I am desperately worried about the proposed changes to judicial review funding. The notion that a solicitor will only be paid if permission stage is reached will be devastating. Not getting to permission stage at court is very often a huge success: it means that the local authority has agreed to act without the case reaching a judge.

Volunteer designed by Stephen Borengasser from the Noun Project

I am a 26 year old Paralegal who can’t afford to move out my parents’ home

icon_26189I am a 26 year old Paralegal. I work for a public law team earning £14,060 pa. Public law involves any claim against a public body, such as a local authority or the prison service (these cases are known as “judicial review”).

A typical work day for me can include visiting clients in order to take instructions and provide advice. I often have to travel out to visit the client if they are in custody or are unable to travel to the office due to mental and/or physical disabilities and other complex needs. I need to communicate complex areas of law to often very vulnerable and distressed clients, which  requires a great deal of understanding and means spending additional time with them.

I might then conduct research in diverse areas of law – from Parole Board criteria for the release of life sentence prisoners to a local authority’s policies in relation to Special Guardianship payments. It takes experience and analysis to apply this research to the facts of a client’s case.

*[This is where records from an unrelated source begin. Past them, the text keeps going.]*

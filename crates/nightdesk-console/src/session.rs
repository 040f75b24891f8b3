//! Operator sessions
//!
//! A session only decides what the console shows. It is injected into pages
//! through [`SessionContext`]; nothing reads ambient storage directly.

use chrono::{DateTime, Utc};
use nightdesk_core::config::SessionConfig;
use nightdesk_core::types::{
    Artist, DeviceStatus, Employee, EmployeeRole, Event, PaymentMethod, PosDevice, Promotion,
    Ticket, TicketType, Transaction,
};
use nightdesk_core::{Error, RecordId, Resource, Result};
use parking_lot::{Mutex, RwLock};
use serde::{Deserialize, Serialize};
use std::path::{Path, PathBuf};
use std::sync::Arc;
use tracing::{debug, info, warn};
use uuid::Uuid;

/// Something an operator may be allowed to see or do
#[derive(Debug, Clone, Copy, PartialEq, Eq, Hash, Serialize, Deserialize)]
#[serde(rename_all = "snake_case")]
pub enum Capability {
    /// Revenue and fill-rate dashboard
    ViewDashboard,
    /// Events and ticket types
    ManageEvents,
    /// Artist roster
    ManageArtists,
    /// Promotion codes
    ManagePromotions,
    /// Employee accounts
    ManageStaff,
    /// POS devices
    ManageDevices,
    /// Issue tickets at the door or box office
    SellTickets,
    /// Scan and void tickets
    CheckInTickets,
    /// Ring up sales and top-ups
    ProcessPayments,
    /// Reverse completed transactions
    IssueRefunds,
}

impl Capability {
    /// Whether `role` carries this capability
    #[must_use]
    pub const fn granted_to(self, role: EmployeeRole) -> bool {
        match role {
            EmployeeRole::Manager => true,
            EmployeeRole::Cashier => matches!(
                self,
                Self::SellTickets | Self::CheckInTickets | Self::ProcessPayments | Self::IssueRefunds
            ),
            EmployeeRole::Bartender => matches!(self, Self::ProcessPayments),
            EmployeeRole::Security => matches!(self, Self::CheckInTickets),
            EmployeeRole::Promoter => matches!(
                self,
                Self::ViewDashboard | Self::ManageEvents | Self::ManageArtists | Self::ManagePromotions
            ),
        }
    }
}

/// Records whose page is editable only with a given capability
pub trait Managed: Resource {
    /// Capability required to create, edit or delete
    const MANAGE: Capability;
}

impl Managed for Event {
    const MANAGE: Capability = Capability::ManageEvents;
}

impl Managed for TicketType {
    const MANAGE: Capability = Capability::ManageEvents;
}

impl Managed for Ticket {
    const MANAGE: Capability = Capability::SellTickets;
}

impl Managed for Artist {
    const MANAGE: Capability = Capability::ManageArtists;
}

impl Managed for Promotion {
    const MANAGE: Capability = Capability::ManagePromotions;
}

impl Managed for PosDevice {
    const MANAGE: Capability = Capability::ManageDevices;
}

impl Managed for Employee {
    const MANAGE: Capability = Capability::ManageStaff;
}

impl Managed for Transaction {
    const MANAGE: Capability = Capability::ProcessPayments;
}

impl Managed for PaymentMethod {
    const MANAGE: Capability = Capability::ProcessPayments;
}

/// A signed-in operator
#[derive(Debug, Clone, PartialEq, Eq, Serialize, Deserialize)]
pub struct Session {
    /// Session identifier
    pub id: Uuid,
    /// Display name of the operator
    pub user_name: String,
    /// Role deciding what is visible
    pub role: EmployeeRole,
    /// POS device the session is bound to
    #[serde(default)]
    pub device_id: Option<RecordId>,
    /// Sign-in time
    pub started_at: DateTime<Utc>,
}

impl Session {
    /// Start a session now
    pub fn new(user_name: impl Into<String>, role: EmployeeRole, device_id: Option<RecordId>) -> Self {
        Self {
            id: Uuid::new_v4(),
            user_name: user_name.into(),
            role,
            device_id,
            started_at: Utc::now(),
        }
    }

    /// Whether this operator may use `capability`
    #[must_use]
    pub fn can(&self, capability: Capability) -> bool {
        capability.granted_to(self.role)
    }
}

/// Persistence for the current session
pub trait SessionStore: Send + Sync {
    /// Stored session, if any
    ///
    /// # Errors
    ///
    /// Returns an error if the backing storage cannot be read.
    fn load(&self) -> Result<Option<Session>>;

    /// Replace the stored session
    ///
    /// # Errors
    ///
    /// Returns an error if the backing storage cannot be written.
    fn save(&self, session: &Session) -> Result<()>;

    /// Forget the stored session
    ///
    /// # Errors
    ///
    /// Returns an error if the backing storage cannot be written.
    fn clear(&self) -> Result<()>;
}

/// Session store living only in memory
#[derive(Debug, Default)]
pub struct MemorySessionStore {
    session: Mutex<Option<Session>>,
}

impl MemorySessionStore {
    /// Empty store
    #[must_use]
    pub fn new() -> Self {
        Self::default()
    }
}

impl SessionStore for MemorySessionStore {
    fn load(&self) -> Result<Option<Session>> {
        Ok(self.session.lock().clone())
    }

    fn save(&self, session: &Session) -> Result<()> {
        *self.session.lock() = Some(session.clone());
        Ok(())
    }

    fn clear(&self) -> Result<()> {
        self.session.lock().take();
        Ok(())
    }
}

/// Session store backed by a JSON file
#[derive(Debug, Clone)]
pub struct FileSessionStore {
    path: PathBuf,
}

impl FileSessionStore {
    /// Store at `path`
    pub fn new(path: impl Into<PathBuf>) -> Self {
        Self { path: path.into() }
    }

    /// Store at the configured path
    #[must_use]
    pub fn from_config(config: &SessionConfig) -> Self {
        Self::new(config.path.clone())
    }

    /// File the session is kept in
    #[must_use]
    pub fn path(&self) -> &Path {
        &self.path
    }
}

impl SessionStore for FileSessionStore {
    fn load(&self) -> Result<Option<Session>> {
        let contents = match std::fs::read_to_string(&self.path) {
            Ok(contents) => contents,
            Err(e) if e.kind() == std::io::ErrorKind::NotFound => return Ok(None),
            Err(e) => return Err(e.into()),
        };
        serde_json::from_str(&contents).map(Some).map_err(|e| {
            Error::Session(format!(
                "session file {} is corrupt: {e}",
                self.path.display()
            ))
        })
    }

    fn save(&self, session: &Session) -> Result<()> {
        if let Some(parent) = self.path.parent().filter(|p| !p.as_os_str().is_empty()) {
            std::fs::create_dir_all(parent)?;
        }
        let contents = serde_json::to_string_pretty(session)?;
        std::fs::write(&self.path, contents)?;
        debug!(path = %self.path.display(), "session saved");
        Ok(())
    }

    fn clear(&self) -> Result<()> {
        match std::fs::remove_file(&self.path) {
            Ok(()) => Ok(()),
            Err(e) if e.kind() == std::io::ErrorKind::NotFound => Ok(()),
            Err(e) => Err(e.into()),
        }
    }
}

/// Current session plus where it is persisted, shared by every page
#[derive(Clone)]
pub struct SessionContext {
    store: Arc<dyn SessionStore>,
    current: Arc<RwLock<Option<Session>>>,
}

impl std::fmt::Debug for SessionContext {
    fn fmt(&self, f: &mut std::fmt::Formatter<'_>) -> std::fmt::Result {
        f.debug_struct("SessionContext")
            .field("current", &*self.current.read())
            .finish_non_exhaustive()
    }
}

impl SessionContext {
    /// Context restored from `store`
    ///
    /// A corrupt stored session is discarded rather than treated as fatal.
    ///
    /// # Errors
    ///
    /// Returns an error if the store cannot be read at all.
    pub fn restore(store: Arc<dyn SessionStore>) -> Result<Self> {
        let current = match store.load() {
            Ok(session) => session,
            Err(Error::Session(message)) => {
                warn!(%message, "discarding unreadable session");
                store.clear()?;
                None
            }
            Err(e) => return Err(e),
        };
        Ok(Self {
            store,
            current: Arc::new(RwLock::new(current)),
        })
    }

    /// Context with no one signed in and nothing persisted
    #[must_use]
    pub fn anonymous() -> Self {
        Self {
            store: Arc::new(MemorySessionStore::new()),
            current: Arc::new(RwLock::new(None)),
        }
    }

    /// Context for `session`, kept only in memory
    #[must_use]
    pub fn signed_in(session: Session) -> Self {
        Self {
            store: Arc::new(MemorySessionStore::new()),
            current: Arc::new(RwLock::new(Some(session))),
        }
    }

    /// Signed-in operator, if any
    #[must_use]
    pub fn current(&self) -> Option<Session> {
        self.current.read().clone()
    }

    /// Whether the signed-in operator may use `capability`
    #[must_use]
    pub fn can(&self, capability: Capability) -> bool {
        self.current
            .read()
            .as_ref()
            .is_some_and(|session| session.can(capability))
    }

    /// Make `session` current and persist it
    ///
    /// # Errors
    ///
    /// Returns an error if the session cannot be persisted; the current
    /// session is left unchanged in that case.
    pub fn sign_in(&self, session: Session) -> Result<()> {
        self.store.save(&session)?;
        info!(user = %session.user_name, role = session.role.as_str(), "signed in");
        *self.current.write() = Some(session);
        Ok(())
    }

    /// Forget the current session
    ///
    /// # Errors
    ///
    /// Returns an error if the stored session cannot be removed.
    pub fn sign_out(&self) -> Result<()> {
        self.store.clear()?;
        if let Some(session) = self.current.write().take() {
            info!(user = %session.user_name, "signed out");
        }
        Ok(())
    }
}

/// Sign an employee in on a POS device
///
/// # Errors
///
/// Returns [`Error::Session`] if the employee is inactive or the device is
/// offline, or a storage error if the session cannot be persisted.
pub fn start_pos_session(
    context: &SessionContext,
    employee: &Employee,
    device: &PosDevice,
) -> Result<Session> {
    if !employee.active {
        return Err(Error::Session(format!("{} is not active", employee.name)));
    }
    if device.status == DeviceStatus::Offline {
        return Err(Error::Session(format!("{} is offline", device.name)));
    }

    let session = Session::new(employee.name.clone(), employee.role, Some(device.id));
    context.sign_in(session.clone())?;
    Ok(session)
}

I’ll typically spend some time drafting and sending formal letters to the defendant, completing legal aid funding applications, preparing bundles of papers to issue (start) a case in court, and/or drafting instructions to barristers.

The kind of firm I work for, practicing public law, does not generally pay for the large fees law students have to pay to take professional law courses. This is in contrast to many corporate firms which can afford to sponsor prospective trainees. As a result, I am in approximately £28,000 of debt consisting of an £8,000 private bank loan and £20,000 of student debt.  Given my low salary I am not currently in a position to make student loan repayments but I do make bank loan repayments of £139 a month and will do so for the next 8 years. As a result of this I am unable, at the age of 26, to move out of my parents’ home. I simply cannot afford to live independently whilst also maintaining ownership of my car which is a requirement for my role.

The government’s cuts to legal aid will be so damaging because they will leave already vulnerable clients who have already been disproportionately affected by other cuts, and who often have very difficult life circumstances, without good quality legal recourse for legitimate grievances.